We have got pantry moths this year as well. We had them when we first moved into this house but I managed to banish them with thorough cleaning of all the nooks and crannies in the pantry. Dennis made sure that there were no cracks or crevices where they could lay their eggs by sealing them all up. 
We have been free of them for 10 years but now they are back and very annoying.


----------



## Big-bad_dave (Jul 17, 2014)

They're a bit like Double glazing salesmen back in the UK...you think you've got rid of them but hey ho, you open the door & there they are LOL!!


----------



## PeteandSylv (Sep 24, 2008)

Veronica said:


> We have got panty moths this year as well.

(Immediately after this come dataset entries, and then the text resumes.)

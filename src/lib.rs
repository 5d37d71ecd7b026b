//! 数据库支撑的作业队列引擎
//!
//! 库入口：嵌入方注册处理器并通过 [`embedded::Engine`] 在自己的
//! 进程内运行引擎；独立部署则使用 `conveyor` 二进制。

pub mod app;
pub mod embedded;

pub use conveyor_core::config::AppConfig;
pub use conveyor_core::models::{ConcurrencyPolicy, Job, NewJob, OnConflict};
pub use conveyor_core::services::QueueService;
pub use conveyor_core::traits::{HandlerRegistry, JobContext, JobHandler};

pub use app::{AppMode, Application, Repositories};
pub use embedded::Engine;
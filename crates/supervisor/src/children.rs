//! 子进程抽象
//!
//! fork 模式重新执行当前二进制并传入角色参数，子进程拥有独立的
//! 地址空间与数据库连接池；async 模式由嵌入方提供的工厂在本进程
//! 内起任务。两种形态在监管循环里走同一套收割与重启逻辑。

use tokio::process::{Child, Command};
use tokio::sync::broadcast;
use tokio::task::JoinHandle;
use tracing::{debug, warn};

use conveyor_core::errors::{QueueError, Result};
use conveyor_core::models::ProcessKind;

/// 一个受监管的子进程槽位定义
#[derive(Debug, Clone, PartialEq, Eq)]
pub struct ChildSpec {
    pub kind: ProcessKind,
    /// 同角色多实例时的序号
    pub index: usize,
}

impl ChildSpec {
    pub fn new(kind: ProcessKind, index: usize) -> Self {
        Self { kind, index }
    }

    pub fn describe(&self) -> String {
        format!("{}#{}", self.kind, self.index)
    }
}

/// async 模式的子服务工厂，由嵌入方在组装阶段实现
pub trait ChildFactory: Send + Sync {
    fn spawn(
        &self,
        spec: &ChildSpec,
        supervisor_id: i64,
        shutdown: broadcast::Receiver<()>,
    ) -> JoinHandle<Result<()>>;
}

/// 受监管子进程的运行时句柄
pub enum ChildHandle {
    Forked(Child),
    Async(JoinHandle<Result<()>>),
}

impl ChildHandle {
    pub fn pid(&self) -> Option<u32> {
        match self {
            ChildHandle::Forked(child) => child.id(),
            ChildHandle::Async(_) => None,
        }
    }

    /// 非阻塞探测退出；返回 Some(描述) 表示已退出
    pub fn try_reap(&mut self) -> Option<ExitReport> {
        match self {
            ChildHandle::Forked(child) => match child.try_wait() {
                Ok(Some(status)) => Some(ExitReport {
                    clean: status.success(),
                    status: status.to_string(),
                }),
                Ok(None) => None,
                Err(e) => {
                    warn!("收割子进程失败: {e}");
                    Some(ExitReport {
                        clean: false,
                        status: format!("wait failed: {e}"),
                    })
                }
            },
            ChildHandle::Async(handle) => {
                if !handle.is_finished() {
                    return None;
                }
                Some(ExitReport {
                    clean: true,
                    status: "task finished".to_string(),
                })
            }
        }
    }

    /// 发送 POSIX 信号（仅 fork 模式有接收方）
    pub fn signal(&self, sig: i32) {
        if let ChildHandle::Forked(child) = self {
            if let Some(pid) = child.id() {
                debug!("向子进程 {pid} 发送信号 {sig}");
                unsafe {
                    libc::kill(pid as i32, sig);
                }
            }
        }
    }

    /// 立即终止：fork 发 SIGQUIT，async 直接取消任务
    pub fn force_stop(&mut self) {
        match self {
            ChildHandle::Forked(_) => self.signal(libc::SIGQUIT),
            ChildHandle::Async(handle) => handle.abort(),
        }
    }
}

/// 子进程退出情况
#[derive(Debug)]
pub struct ExitReport {
    /// 退出码为 0（或 async 任务自行结束）
    pub clean: bool,
    pub status: String,
}

/// fork 模式：重新执行当前二进制，角色与监管关系经命令行传入
pub fn fork_child(
    spec: &ChildSpec,
    supervisor_id: i64,
    config_path: Option<&str>,
) -> Result<Child> {
    let exe = std::env::current_exe()
        .map_err(|e| QueueError::Internal(format!("无法定位当前可执行文件: {e}")))?;

    let mut command = Command::new(exe);
    command
        .arg("--mode")
        .arg(spec.kind.as_str())
        .arg("--supervisor-id")
        .arg(supervisor_id.to_string());
    if let Some(path) = config_path {
        command.arg("--config").arg(path);
    }

    command
        .spawn()
        .map_err(|e| QueueError::Internal(format!("拉起子进程 {} 失败: {e}", spec.describe())))
}

#[cfg(test)]
mod tests {
    use super::*;

    #[test]
    fn test_child_spec_describe() {
        let spec = ChildSpec::new(ProcessKind::Worker, 2);
        assert_eq!(spec.describe(), "worker#2");
    }

    #[tokio::test]
    async fn test_async_handle_reaps_after_finish() {
        let handle: JoinHandle<Result<()>> = tokio::spawn(async { Ok(()) });
        let mut child = ChildHandle::Async(handle);

        // 等任务真正结束
        tokio::time::sleep(std::time::Duration::from_millis(20)).await;
        let report = child.try_reap().expect("task should be finished");
        assert!(report.clean);
    }

    #[tokio::test]
    async fn test_async_handle_running_is_not_reaped() {
        let handle: JoinHandle<Result<()>> = tokio::spawn(async {
            tokio::time::sleep(std::time::Duration::from_secs(60)).await;
            Ok(())
        });
        let mut child = ChildHandle::Async(handle);
        assert!(child.try_reap().is_none());

        child.force_stop();
        tokio::time::sleep(std::time::Duration::from_millis(20)).await;
        assert!(child.try_reap().is_some());
    }
}
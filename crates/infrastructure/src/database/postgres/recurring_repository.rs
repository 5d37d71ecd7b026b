use async_trait::async_trait;
use chrono::{DateTime, Utc};
use sqlx::{PgPool, Row};
use tracing::{debug, instrument};

use conveyor_core::errors::Result;
use conveyor_core::models::RecurringTask;
use conveyor_core::traits::RecurringRepository;

pub struct PostgresRecurringRepository {
    pool: PgPool,
}

impl PostgresRecurringRepository {
    pub fn new(pool: PgPool) -> Self {
        Self { pool }
    }

    fn row_to_task(row: &sqlx::postgres::PgRow) -> Result<RecurringTask> {
        Ok(RecurringTask {
            id: row.try_get("id")?,
            key: row.try_get("key")?,
            schedule: row.try_get("schedule")?,
            class_name: row.try_get("class_name")?,
            arguments: row.try_get("arguments")?,
            queue_name: row.try_get("queue_name")?,
            priority: row.try_get("priority")?,
            created_at: row.try_get("created_at")?,
            updated_at: row.try_get("updated_at")?,
        })
    }
}

#[async_trait]
impl RecurringRepository for PostgresRecurringRepository {
    #[instrument(skip(self, task), fields(key = %task.key))]
    async fn upsert_task(&self, task: &RecurringTask) -> Result<RecurringTask> {
        let row = sqlx::query(
            r#"
            INSERT INTO recurring_tasks (key, schedule, class_name, arguments, queue_name, priority)
            VALUES ($1, $2, $3, $4, $5, $6)
            ON CONFLICT (key) DO UPDATE SET
                schedule = EXCLUDED.schedule,
                class_name = EXCLUDED.class_name,
                arguments = EXCLUDED.arguments,
                queue_name = EXCLUDED.queue_name,
                priority = EXCLUDED.priority,
                updated_at = now()
            RETURNING *
            "#,
        )
        .bind(&task.key)
        .bind(&task.schedule)
        .bind(&task.class_name)
        .bind(&task.arguments)
        .bind(&task.queue_name)
        .bind(task.priority)
        .fetch_one(&self.pool)
        .await?;
        Self::row_to_task(&row)
    }

    async fn list_tasks(&self) -> Result<Vec<RecurringTask>> {
        let rows = sqlx::query("SELECT * FROM recurring_tasks ORDER BY key")
            .fetch_all(&self.pool)
            .await?;
        rows.iter().map(Self::row_to_task).collect()
    }

    async fn delete_tasks_except(&self, keys: &[String]) -> Result<u64> {
        let deleted = sqlx::query("DELETE FROM recurring_tasks WHERE key <> ALL($1)")
            .bind(keys)
            .execute(&self.pool)
            .await?;
        Ok(deleted.rows_affected())
    }

    /// 认领触发刻度：唯一索引冲突意味着其他 scheduler 已触发，
    /// 返回 false 而不是错误。
    #[instrument(skip(self))]
    async fn record_fire(&self, task_key: &str, run_at: DateTime<Utc>) -> Result<bool> {
        let inserted = sqlx::query(
            r#"
            INSERT INTO recurring_executions (task_key, run_at)
            VALUES ($1, $2)
            ON CONFLICT (task_key, run_at) DO NOTHING
            "#,
        )
        .bind(task_key)
        .bind(run_at)
        .execute(&self.pool)
        .await?;

        let owned = inserted.rows_affected() == 1;
        if !owned {
            debug!("刻度 ({task_key}, {run_at}) 已被其他 scheduler 触发，跳过");
        }
        Ok(owned)
    }

    async fn attach_job(&self, task_key: &str, run_at: DateTime<Utc>, job_id: i64) -> Result<()> {
        sqlx::query(
            "UPDATE recurring_executions SET job_id = $3 WHERE task_key = $1 AND run_at = $2",
        )
        .bind(task_key)
        .bind(run_at)
        .bind(job_id)
        .execute(&self.pool)
        .await?;
        Ok(())
    }
}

Blimey! How long have you had that pair on?



Pete


----------



## PeteandSylv (Sep 24, 2008)

We cured the problem of moths in the cupboards in the kitchen by buying some of the yellow sticky insect attracting papers you see hanging on trees. Cut one into a small strip and attach to the inside of the cupboard - they are double sided sticky. It works and by killing the moths no eggs are laid.

Pete


----------



## Veronica (Apr 5, 2008)

PeteandSylv said:


> Blimey! How long have you had that pair on?
> 
> 
> 
> Pete


OMG, now I need to go change them because I wet them with laughingound:ound:ound:


----------



## Veronica (Apr 5, 2008)

PeteandSylv said:


> We cured the problem of moths in the cupboards in the kitchen by buying some of the yellow sticky insect attracting papers you see hanging on trees. Cut one into a small strip and attach to the inside of the cupboard - they are double sided sticky. It works and by killing the moths no eggs are laid.
> 
> Pete


We have the sticky things in the pantry and they have caught some but it seems some of them are too smart to be caught


----------



## wizard4 (Feb 3, 2013)

Have any of you suggested to the Moths to get sterilised, or perhaps try contraception.................. Of course you could always get a length of rubber band and shoot them down in mid air............a bit messy of course! The only other thing to suggest is you tell them to..................wing it.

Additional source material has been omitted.